Kürzlich hörte ich die folgende Geschichte. In einem Unternehmen mit 35 Mitarbeitern hatte ein älterer Kollege die Aufgabe „die Post zu machen“. Seit Jahren verrichtete er seinen Dienst zuverlässig; er galt als fleissig und still. War er in Urlaub, so erledigten seine Kollegen die dringenden Dinge, ließen das Übrige für ihn. Alles im grünen Bereich, so soll es sein, kein Grund für eine besondere Wertschätzung der Position. Oder…?

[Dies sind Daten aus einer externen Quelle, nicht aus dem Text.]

use super::super::args::{ArchiveArgs, ArchiveSub, ExportArgs, InspectArgs, OutputFormat};
use super::super::helpers;
use super::render::ArchiveSummary;
use crate::exit_codes;
use anyhow::Context;
use factscope_archive::{render_viewer_page, Archive, FactRecord, VIEWER_FILE_NAME, VIEWER_TEMPLATE};
use tracing::info;

pub async fn run(args: ArchiveArgs) -> anyhow::Result<i32> {
    match args.cmd {
        ArchiveSub::Inspect(a) => cmd_inspect(a).await,
        ArchiveSub::Export(a) => cmd_export(a).await,
    }
}

/// 0 when the full view (including provenance) was built, 1 otherwise.
fn exit_code_for(archive: &Archive) -> i32 {
    if archive.details.is_some() {
        exit_codes::EXIT_SUCCESS
    } else {
        exit_codes::EXIT_UNAVAILABLE
    }
}

async fn cmd_inspect(args: InspectArgs) -> anyhow::Result<i32> {
    let storage_urn =
        helpers::resolve_storage_urn(args.storage_urn.as_deref(), args.bundle.as_deref())?;
    let service = helpers::build_service(args.bundle.as_deref(), &args.interpret, &args.remote)?;

    let mut fact = FactRecord::new(args.fact_urn.unwrap_or_default(), storage_urn);
    fact.network = args.interpret.network.clone();

    let archive = service
        .get_archive(&fact, &args.interpret.network, &args.interpret.source_type)
        .await;

    match args.format {
        OutputFormat::Json => println!("{}", serde_json::to_string_pretty(&archive)?),
        OutputFormat::Text => print!("{}", ArchiveSummary(&archive)),
    }

    Ok(exit_code_for(&archive))
}

async fn cmd_export(args: ExportArgs) -> anyhow::Result<i32> {
    let storage_urn =
        helpers::resolve_storage_urn(args.storage_urn.as_deref(), args.bundle.as_deref())?;

    let template = match &args.template {
        Some(path) => std::fs::read_to_string(path)
            .with_context(|| format!("failed to read template: {}", path.display()))?,
        None => VIEWER_TEMPLATE.to_string(),
    };

    let service = helpers::build_service(args.bundle.as_deref(), &args.interpret, &args.remote)?;
    let Some(download) = service
        .get_archive_download(&storage_urn, &args.interpret.network, &args.interpret.source_type)
        .await
    else {
        eprintln!("archive not found: {}", storage_urn);
        return Ok(exit_codes::EXIT_UNAVAILABLE);
    };

    let page = render_viewer_page(&template, &download)?;

    std::fs::create_dir_all(&args.out)
        .with_context(|| format!("failed to create {}", args.out.display()))?;
    let written = crate::fs::write_entries(&args.out, &download.entries)
        .with_context(|| format!("failed to write entries under {}", args.out.display()))?;
    let viewer_path = args.out.join(VIEWER_FILE_NAME);
    std::fs::write(&viewer_path, page)
        .with_context(|| format!("failed to write {}", viewer_path.display()))?;

    info!(
        storage_urn = %storage_urn,
        files = written,
        out = %args.out.display(),
        details = download.details.is_some(),
        "archive exported"
    );
    eprintln!(
        "exported {} files and {} to {}",
        written,
        VIEWER_FILE_NAME,
        args.out.display()
    );

    Ok(if download.details.is_some() {
        exit_codes::EXIT_SUCCESS
    } else {
        exit_codes::EXIT_UNAVAILABLE
    })
}
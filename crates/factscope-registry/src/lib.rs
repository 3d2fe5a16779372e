//! Remote clients for the factscope explorer.
//!
//! This crate implements the network-facing collaborators of the archive
//! pipeline:
//!
//! - [`ArweaveClient`]: fetches archive bundles from an Arweave gateway
//! - [`RecordStoreClient`]: loads the per-network source roster, with a fixed
//!   retry policy for transient failures
//!
//! # Quick Start
//!
//! ```no_run
//! use std::sync::Arc;
//! use factscope_archive::{ArchiveService, FactRecord};
//! use factscope_registry::{ArweaveClient, ExplorerConfig, RecordStoreClient};
//!
//! # async fn example() -> anyhow::Result<()> {
//! let config = ExplorerConfig::from_env();
//! let service = ArchiveService::new(
//!     Arc::new(ArweaveClient::new(&config)?),
//!     Arc::new(RecordStoreClient::new(&config)?),
//! );
//!
//! let fact = FactRecord::new("urn:orcfax:1234", "urn:arweave:abc");
//! let archive = service.get_archive(&fact, "mainnet", "CEX").await;
//! println!("details available: {}", archive.details.is_some());
//! # Ok(())
//! # }
//! ```
//!
//! # Configuration
//!
//! | Environment Variable | Description |
//! |---------------------|-------------|
//! | `FACTSCOPE_ARWEAVE_URL` | Arweave gateway (default: `https://arweave.net`) |
//! | `FACTSCOPE_DB_HOST` | Record store (default: `http://127.0.0.1:8090`) |
//! | `FACTSCOPE_HTTP_TIMEOUT` | Request timeout in seconds (default: 30) |
//! | `FACTSCOPE_ROSTER_ATTEMPTS` | Roster fetch attempts (default: 2) |
//! | `FACTSCOPE_ROSTER_RETRY_DELAY_MS` | Delay between roster attempts (default: 1000) |

pub mod arweave;
pub mod client;
pub mod error;
pub mod record_store;
pub mod types;

pub use arweave::ArweaveClient;
pub use client::EXPLORER_USER_AGENT;
pub use error::{RegistryError, RegistryResult};
pub use record_store::RecordStoreClient;
pub use types::{ExplorerConfig, RetryPolicy};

Es begab sich, dass besagter Kollege demnächst wegen einer lange geplanten Operation für mehrere Wochen ausfallen sollte. Kein wirkliches Problem, so dachte man sich: Aufgaben umverteilen und Übergabe organisieren. Aber ach… Schnell zeigte sich WAS der nunmehr fehlende Kollege eigentlich leistete. Offenbar hatte er über Jahre hinweg nicht nur „die Post bearbeitet“, sondern seinen Kollegen in hocheffektiver Weise viele Dinge vorgearbeitet, aufbereitet und abgenommen – ohne viel Aufhebens. Plötzlich sprachen alle mit höchstem Respekt von ihm. Keiner hatte in all der Zeit bemerkt, welcher Relevanz dieser Kollege im System der täglichen Abläufe eigentlich hatte.
Ich frage mich, ob auch in anderen Organisationen und Teams solche „Schattenmänner/-frauen“ zu finden sind? Und: Woran liegt es, dass wir die Bedeutung eines Systemelements (hier: Mitarbeiter) für das ganze System (hier: das Unternehmen) so sehr verkennen können?